Ángel Cabrera, President | Georgia Institute of Technology-Main Campus

A new machine learning technique developed at Georgia Tech promises to enhance weather forecasting and tsunami prediction. The method, known as Latent-EnSF, was created by Ph.D. student Phillip Si and Assistant Professor Peng Chen. It aims to improve data assimilation in predictive models.

Latent-EnSF has shown superior accuracy, convergence speed, and efficiency compared to existing methods in experiments related to medium-range weather forecasting and shallow water wave propagation. "We are currently involved in an NSF-funded project aimed at providing real-time information on extreme flooding events in Pinellas County, Florida," said Si.

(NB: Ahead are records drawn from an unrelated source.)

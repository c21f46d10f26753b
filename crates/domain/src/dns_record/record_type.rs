use std::fmt;
use std::str::FromStr;

/// Resource-record type codes as carried in a question's QTYPE field.
///
/// Codes without a named variant are kept as [`RecordType::Unknown`] so a
/// question can be echoed back exactly as it arrived.
#[derive(Debug, Clone, Copy, PartialEq, Eq, Hash)]
pub enum RecordType {
    A,
    NS,
    CNAME,
    SOA,
    NULL,
    WKS,
    PTR,
    HINFO,
    MX,
    TXT,
    AAAA,
    SRV,
    NAPTR,
    DNAME,
    OPT,
    DS,
    SSHFP,
    RRSIG,
    NSEC,
    DNSKEY,
    NSEC3,
    NSEC3PARAM,
    TLSA,
    SVCB,
    HTTPS,
    AXFR,
    ANY,
    CAA,
    Unknown(u16),
}

impl RecordType {
    pub fn as_str(&self) -> &'static str {
        match self {
            RecordType::A => "A",
            RecordType::NS => "NS",
            RecordType::CNAME => "CNAME",
            RecordType::SOA => "SOA",
            RecordType::NULL => "NULL",
            RecordType::WKS => "WKS",
            RecordType::PTR => "PTR",
            RecordType::HINFO => "HINFO",
            RecordType::MX => "MX",
            RecordType::TXT => "TXT",
            RecordType::AAAA => "AAAA",
            RecordType::SRV => "SRV",
            RecordType::NAPTR => "NAPTR",
            RecordType::DNAME => "DNAME",
            RecordType::OPT => "OPT",
            RecordType::DS => "DS",
            RecordType::SSHFP => "SSHFP",
            RecordType::RRSIG => "RRSIG",
            RecordType::NSEC => "NSEC",
            RecordType::DNSKEY => "DNSKEY",
            RecordType::NSEC3 => "NSEC3",
            RecordType::NSEC3PARAM => "NSEC3PARAM",
            RecordType::TLSA => "TLSA",
            RecordType::SVCB => "SVCB",
            RecordType::HTTPS => "HTTPS",
            RecordType::AXFR => "AXFR",
            RecordType::ANY => "ANY",
            RecordType::CAA => "CAA",
            RecordType::Unknown(_) => "UNKNOWN",
        }
    }

    pub fn to_u16(&self) -> u16 {
        match self {
            RecordType::A => 1,
            RecordType::NS => 2,
            RecordType::CNAME => 5,
            RecordType::SOA => 6,
            RecordType::NULL => 10,
            RecordType::WKS => 11,
            RecordType::PTR => 12,
            RecordType::HINFO => 13,
            RecordType::MX => 15,
            RecordType::TXT => 16,
            RecordType::AAAA => 28,
            RecordType::SRV => 33,
            RecordType::NAPTR => 35,
            RecordType::DNAME => 39,
            RecordType::OPT => 41,
            RecordType::DS => 43,
            RecordType::SSHFP => 44,
            RecordType::RRSIG => 46,
            RecordType::NSEC => 47,
            RecordType::DNSKEY => 48,
            RecordType::NSEC3 => 50,
            RecordType::NSEC3PARAM => 51,
            RecordType::TLSA => 52,
            RecordType::SVCB => 64,
            RecordType::HTTPS => 65,
            RecordType::AXFR => 252,
            RecordType::ANY => 255,
            RecordType::CAA => 257,
            RecordType::Unknown(code) => *code,
        }
    }

    pub fn from_u16(code: u16) -> Self {
        match code {
            1 => RecordType::A,
            2 => RecordType::NS,
            5 => RecordType::CNAME,
            6 => RecordType::SOA,
            10 => RecordType::NULL,
            11 => RecordType::WKS,
            12 => RecordType::PTR,
            13 => RecordType::HINFO,
            15 => RecordType::MX,
            16 => RecordType::TXT,
            28 => RecordType::AAAA,
            33 => RecordType::SRV,
            35 => RecordType::NAPTR,
            39 => RecordType::DNAME,
            41 => RecordType::OPT,
            43 => RecordType::DS,
            44 => RecordType::SSHFP,
            46 => RecordType::RRSIG,
            47 => RecordType::NSEC,
            48 => RecordType::DNSKEY,
            50 => RecordType::NSEC3,
            51 => RecordType::NSEC3PARAM,
            52 => RecordType::TLSA,
            64 => RecordType::SVCB,
            65 => RecordType::HTTPS,
            252 => RecordType::AXFR,
            255 => RecordType::ANY,
            257 => RecordType::CAA,
            other => RecordType::Unknown(other),
        }
    }

    pub fn is_known(&self) -> bool {
        !matches!(self, RecordType::Unknown(_))
    }
}

impl From<u16> for RecordType {
    fn from(code: u16) -> Self {
        RecordType::from_u16(code)
    }
}

impl fmt::Display for RecordType {
    fn fmt(&self, f: &mut fmt::Formatter<'_>) -> fmt::Result {
        match self {
            RecordType::Unknown(code) => write!(f, "TYPE{}", code),
            known => write!(f, "{}", known.as_str()),
        }
    }
}

impl FromStr for RecordType {
    type Err = String;

    fn from_str(s: &str) -> Result<Self, Self::Err> {
        let upper = s.to_uppercase();
        if let Some(code) = upper.strip_prefix("TYPE") {
            return code
                .parse::<u16>()
                .map(RecordType::from_u16)
                .map_err(|_| format!("Unknown record type: {}", s));
        }
        match upper.as_str() {
            "A" => Ok(RecordType::A),
            "NS" => Ok(RecordType::NS),
            "CNAME" => Ok(RecordType::CNAME),
            "SOA" => Ok(RecordType::SOA),
            "NULL" => Ok(RecordType::NULL),
            "WKS" => Ok(RecordType::WKS),
            "PTR" => Ok(RecordType::PTR),
            "HINFO" => Ok(RecordType::HINFO),
            "MX" => Ok(RecordType::MX),
            "TXT" => Ok(RecordType::TXT),
            "AAAA" => Ok(RecordType::AAAA),
            "SRV" => Ok(RecordType::SRV),
            "NAPTR" => Ok(RecordType::NAPTR),
            "DNAME" => Ok(RecordType::DNAME),
            "OPT" => Ok(RecordType::OPT),
            "DS" => Ok(RecordType::DS),
            "SSHFP" => Ok(RecordType::SSHFP),
            "RRSIG" => Ok(RecordType::RRSIG),
            "NSEC" => Ok(RecordType::NSEC),
            "DNSKEY" => Ok(RecordType::DNSKEY),
            "NSEC3" => Ok(RecordType::NSEC3),
            "NSEC3PARAM" => Ok(RecordType::NSEC3PARAM),
            "TLSA" => Ok(RecordType::TLSA),
            "SVCB" => Ok(RecordType::SVCB),
            "HTTPS" => Ok(RecordType::HTTPS),
            "AXFR" => Ok(RecordType::AXFR),
            "ANY" => Ok(RecordType::ANY),
            "CAA" => Ok(RecordType::CAA),
            _ => Err(format!("Unknown record type: {}", s)),
        }
    }
}
mod cookie;
mod negotiator;
mod opt;

pub use cookie::{CookieSecret, CookieStatus, ServerCookie, SERVER_COOKIE_LEN};
pub use negotiator::CookieNegotiator;
pub use opt::{EdnsOption, OptRecord, CLIENT_COOKIE_LEN, COOKIE_OPTION_CODE, OPT_RECORD_TYPE};
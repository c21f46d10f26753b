use std::fmt;

/// The 4-bit RCODE carried in the message header.
#[derive(Debug, Clone, Copy, PartialEq, Eq, Hash, Default)]
pub enum ResponseCode {
    #[default]
    NoError,
    FormErr,
    ServFail,
    NxDomain,
    NotImp,
    Refused,
    Other(u8),
}

impl ResponseCode {
    pub fn from_u8(code: u8) -> Self {
        match code & 0x0F {
            0 => ResponseCode::NoError,
            1 => ResponseCode::FormErr,
            2 => ResponseCode::ServFail,
            3 => ResponseCode::NxDomain,
            4 => ResponseCode::NotImp,
            5 => ResponseCode::Refused,
            other => ResponseCode::Other(other),
        }
    }

    pub fn to_u8(&self) -> u8 {
        match self {
            ResponseCode::NoError => 0,
            ResponseCode::FormErr => 1,
            ResponseCode::ServFail => 2,
            ResponseCode::NxDomain => 3,
            ResponseCode::NotImp => 4,
            ResponseCode::Refused => 5,
            ResponseCode::Other(code) => code & 0x0F,
        }
    }

    pub fn as_str(&self) -> &'static str {
        match self {
            ResponseCode::NoError => "NOERROR",
            ResponseCode::FormErr => "FORMERR",
            ResponseCode::ServFail => "SERVFAIL",
            ResponseCode::NxDomain => "NXDOMAIN",
            ResponseCode::NotImp => "NOTIMP",
            ResponseCode::Refused => "REFUSED",
            ResponseCode::Other(_) => "RCODE",
        }
    }
}

impl fmt::Display for ResponseCode {
    fn fmt(&self, f: &mut fmt::Formatter<'_>) -> fmt::Result {
        match self {
            ResponseCode::Other(code) => write!(f, "RCODE{}", code),
            known => write!(f, "{}", known.as_str()),
        }
    }
}
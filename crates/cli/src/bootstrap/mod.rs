use quarry_dns_domain::config::LogFormat;
use quarry_dns_domain::{CliOverrides, Config};
use tracing::error;
use tracing_subscriber::EnvFilter;

pub fn load_config(path: Option<&str>, cli_overrides: CliOverrides) -> anyhow::Result<Config> {
    let config = Config::load(path, cli_overrides).map_err(|e| {
        error!("Failed to load configuration: {}", e);
        anyhow::anyhow!(e)
    })?;

    config.validate()?;
    Ok(config)
}

/// `RUST_LOG` wins over the configured level when set.
pub fn init_logging(config: &Config) {
    let filter = EnvFilter::try_from_default_env()
        .unwrap_or_else(|_| EnvFilter::new(&config.logging.level));

    let builder = tracing_subscriber::fmt()
        .with_env_filter(filter)
        .with_target(false);

    match config.logging.format {
        LogFormat::Text => builder.init(),
        LogFormat::Json => builder.json().init(),
    }
}
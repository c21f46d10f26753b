pub mod edns;
pub mod query;
pub mod question_codec;
pub mod server;
pub mod wire;

pub use edns::{CookieNegotiator, CookieSecret, CookieStatus, OptRecord, ServerCookie};
pub use query::Query;
pub use question_codec::{parse_questions, serialize_questions};
pub use server::{DispatchOutcome, QueryWorker, RequestDispatcher, RequestWorker};
pub use wire::WireCursor;
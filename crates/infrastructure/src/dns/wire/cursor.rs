use super::name::{push_escaped_label, MAX_NAME_LEN};
use quarry_dns_domain::DomainError;

/// Bounds-checked reader over a received DNS message.
///
/// Every read either returns data that lies entirely inside the buffer or
/// fails with [`DomainError::TruncatedMessage`]; the position only advances
/// on success.
#[derive(Debug, Clone)]
pub struct WireCursor<'a> {
    buf: &'a [u8],
    pos: usize,
}

impl<'a> WireCursor<'a> {
    pub fn new(buf: &'a [u8]) -> Self {
        Self { buf, pos: 0 }
    }

    /// Cursor positioned at `pos`. A position past the end is allowed; the
    /// first read from it fails.
    pub fn at(buf: &'a [u8], pos: usize) -> Self {
        Self { buf, pos }
    }

    pub fn position(&self) -> usize {
        self.pos
    }

    pub fn remaining(&self) -> usize {
        self.buf.len().saturating_sub(self.pos)
    }

    pub fn is_empty(&self) -> bool {
        self.remaining() == 0
    }

    /// Bytes from the current position to the end of the buffer.
    pub fn rest(&self) -> &'a [u8] {
        self.buf.get(self.pos..).unwrap_or_default()
    }

    fn check(&self, at: usize, needed: usize) -> Result<(), DomainError> {
        match at.checked_add(needed) {
            Some(end) if end <= self.buf.len() => Ok(()),
            _ => Err(DomainError::truncated(at, needed, self.buf.len())),
        }
    }

    pub fn read_u8(&mut self) -> Result<u8, DomainError> {
        self.check(self.pos, 1)?;
        let value = self.buf[self.pos];
        self.pos += 1;
        Ok(value)
    }

    pub fn read_u16(&mut self) -> Result<u16, DomainError> {
        self.check(self.pos, 2)?;
        let value = u16::from_be_bytes([self.buf[self.pos], self.buf[self.pos + 1]]);
        self.pos += 2;
        Ok(value)
    }

    pub fn read_u32(&mut self) -> Result<u32, DomainError> {
        self.check(self.pos, 4)?;
        let b = &self.buf[self.pos..self.pos + 4];
        let value = u32::from_be_bytes([b[0], b[1], b[2], b[3]]);
        self.pos += 4;
        Ok(value)
    }

    pub fn read_slice(&mut self, len: usize) -> Result<&'a [u8], DomainError> {
        self.check(self.pos, len)?;
        let slice = &self.buf[self.pos..self.pos + len];
        self.pos += len;
        Ok(slice)
    }

    /// Decodes a possibly compressed domain name (RFC 1035 §4.1.4).
    ///
    /// Labels are joined with `.` and the root label is dropped, so the root
    /// name decodes to `""`. Letter case is preserved. Dots, backslashes and
    /// bytes outside printable ASCII inside a label are escaped (`\.`, `\\`,
    /// `\DDD`), so [`encode_name`](super::encode_name) restores the exact
    /// wire bytes. Afterwards the cursor
    /// sits just past the name as it appears at the starting position (after
    /// the first compression pointer, if any).
    ///
    /// Every pointer must target an offset before the start of the run of
    /// labels it terminates, so pointer chains strictly move backwards and
    /// always end.
    pub fn read_name(&mut self) -> Result<String, DomainError> {
        let mut name = String::new();
        let mut pos = self.pos;
        let mut segment_start = self.pos;
        let mut resume_at: Option<usize> = None;
        let mut wire_len = 1usize;

        loop {
            self.check(pos, 1)?;
            let len_byte = self.buf[pos];

            match len_byte & 0xC0 {
                0x00 => {
                    let label_len = len_byte as usize;
                    if label_len == 0 {
                        pos += 1;
                        break;
                    }
                    self.check(pos + 1, label_len)?;

                    wire_len += label_len + 1;
                    if wire_len > MAX_NAME_LEN {
                        return Err(DomainError::InvalidLabel {
                            offset: pos,
                            reason: "name exceeds 255 bytes",
                        });
                    }

                    if !name.is_empty() {
                        name.push('.');
                    }
                    push_escaped_label(&mut name, &self.buf[pos + 1..pos + 1 + label_len]);
                    pos += 1 + label_len;
                }
                0xC0 => {
                    self.check(pos, 2)?;
                    let target = (((len_byte & 0x3F) as usize) << 8) | self.buf[pos + 1] as usize;
                    if target >= segment_start {
                        return Err(DomainError::CompressionLoop { offset: pos });
                    }
                    if resume_at.is_none() {
                        resume_at = Some(pos + 2);
                    }
                    segment_start = target;
                    pos = target;
                }
                _ => {
                    return Err(DomainError::InvalidLabel {
                        offset: pos,
                        reason: "extended label types are not supported",
                    });
                }
            }
        }

        self.pos = resume_at.unwrap_or(pos);
        Ok(name)
    }
}
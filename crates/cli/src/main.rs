use clap::Parser;
use quarry_dns_domain::{CliOverrides, ListenerKind};
use quarry_dns_infrastructure::dns::DispatchOutcome;
use tokio_util::sync::CancellationToken;
use tracing::{error, info};

mod bootstrap;
mod server;

#[derive(Parser)]
#[command(name = "quarry-dns")]
#[command(version)]
#[command(about = "Quarry DNS - UDP DNS front end with DNS Cookie support")]
struct Cli {
    /// Configuration file path
    #[arg(short = 'c', long, value_name = "FILE")]
    config: Option<String>,

    /// DNS server port
    #[arg(short = 'p', long = "port")]
    dns_port: Option<u16>,

    /// Bind address
    #[arg(short = 'b', long)]
    bind: Option<String>,

    /// Worker pool size
    #[arg(short = 'w', long)]
    workers: Option<usize>,

    /// Answer one request, then exit
    #[arg(long)]
    once: bool,

    /// Use the multicast listener (1500 byte datagrams)
    #[arg(long)]
    multicast: bool,

    /// Log level (trace, debug, info, warn, error)
    #[arg(long)]
    log_level: Option<String>,
}

#[tokio::main]
async fn main() -> anyhow::Result<()> {
    let cli = Cli::parse();

    let cli_overrides = CliOverrides {
        dns_port: cli.dns_port,
        bind_address: cli.bind.clone(),
        workers: cli.workers,
        single_shot: cli.once,
        listener: cli.multicast.then_some(ListenerKind::Multicast),
        log_level: cli.log_level.clone(),
    };

    let config = bootstrap::load_config(cli.config.as_deref(), cli_overrides)?;

    bootstrap::init_logging(&config);

    info!("Starting Quarry DNS v{}", env!("CARGO_PKG_VERSION"));

    let shutdown = CancellationToken::new();
    let signal_token = shutdown.clone();
    tokio::spawn(async move {
        if let Err(e) = tokio::signal::ctrl_c().await {
            error!(error = %e, "Failed to listen for shutdown signal");
            return;
        }
        info!("Shutdown signal received");
        signal_token.cancel();
    });

    match server::start_dns_server(&config, shutdown).await {
        Ok(DispatchOutcome::SingleShotCompleted) => info!("Single-shot request handled"),
        Ok(DispatchOutcome::Cancelled) => info!("Server shutdown complete"),
        Err(e) => {
            error!(error = %e, "DNS server error");
            return Err(e);
        }
    }

    Ok(())
}
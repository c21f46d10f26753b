//! Quarry DNS Domain Layer
pub mod config;
pub mod dns_header;
pub mod dns_question;
pub mod dns_record;
pub mod errors;
pub mod response_code;

pub use config::{CliOverrides, Config, DispatcherConfig, ListenerKind, MalformedPolicy};
pub use dns_header::{MessageHeader, HEADER_LEN};
pub use dns_question::{QuestionRecord, QU_MASK};
pub use dns_record::RecordType;
pub use errors::DomainError;
pub use response_code::ResponseCode;
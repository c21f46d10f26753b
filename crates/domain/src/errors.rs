use thiserror::Error;

#[derive(Error, Debug, Clone, PartialEq, Eq)]
pub enum DomainError {
    #[error("Truncated message: needed {needed} byte(s) at offset {offset}, buffer is {len} bytes")]
    TruncatedMessage {
        offset: usize,
        needed: usize,
        len: usize,
    },

    #[error("Invalid label at offset {offset}: {reason}")]
    InvalidLabel { offset: usize, reason: &'static str },

    #[error("Compression pointer at offset {offset} does not point backwards")]
    CompressionLoop { offset: usize },

    #[error("Invalid domain name: {0}")]
    InvalidDomainName(String),

    #[error("Expected at most one OPT record in the additional section, found {0}")]
    MultipleOptRecords(u16),

    #[error("Invalid OPT record: {0}")]
    InvalidOptRecord(String),

    #[error("I/O error: {0}")]
    IoError(String),

    #[error("Configuration error: {0}")]
    ConfigError(String),
}

impl DomainError {
    pub fn truncated(offset: usize, needed: usize, len: usize) -> Self {
        DomainError::TruncatedMessage {
            offset,
            needed,
            len,
        }
    }

    /// True for errors caused by the contents of a received datagram, as
    /// opposed to local failures such as a send error.
    pub fn is_malformed_input(&self) -> bool {
        matches!(
            self,
            DomainError::TruncatedMessage { .. }
                | DomainError::InvalidLabel { .. }
                | DomainError::CompressionLoop { .. }
                | DomainError::InvalidDomainName(_)
                | DomainError::MultipleOptRecords(_)
                | DomainError::InvalidOptRecord(_)
        )
    }
}

impl From<std::io::Error> for DomainError {
    fn from(e: std::io::Error) -> Self {
        DomainError::IoError(e.to_string())
    }
}
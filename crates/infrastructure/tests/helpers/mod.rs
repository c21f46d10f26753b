pub mod builders;

#[allow(unused_imports)]
pub use builders::*;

The technique outperformed three other models during tests for shallow water wave propagation. These results suggest that Latent-EnSF can produce better predictions of coastal flood waves, tides, and tsunamis.

In addition to these tests, the model demonstrated scalability advantages over other methods when used for medium-range weather forecasting. Traditionally reliant on large supercomputers, such studies are becoming more feasible with smaller ML models like Latent-EnSF.

“Resolution, complexity, and data-diversity will continue to increase into the future,” said Chen. “To keep pace with this trend, we believe that ML models and ML-based data assimilation methods will become indispensable for studying large-scale complex systems.”

Data assimilation involves updating predictions with real-world data that is often sparse or incomplete. Latent-EnSF builds upon the Ensemble Filter Scores (EnSF) model developed by researchers at Florida State University and Oak Ridge National Laboratory.

The Georgia Tech team uses two variational autoencoders (VAEs) within Latent-EnSF to help integrate sparse data more accurately. This approach accelerates data assimilation processes and could provide faster predictions during crises.

Chen and Si presented their findings at the SIAM Conference on Computational Science and Engineering (CSE25), organized by the Society of Industrial and Applied Mathematics in Fort Worth, Texas. They plan further presentations at the International Conference on Learning Representations (ICLR 2025) in Singapore.

“We hope to bring attention to experts and domain scientists the exciting area of ML-based data assimilation by presenting our paper,” Chen said.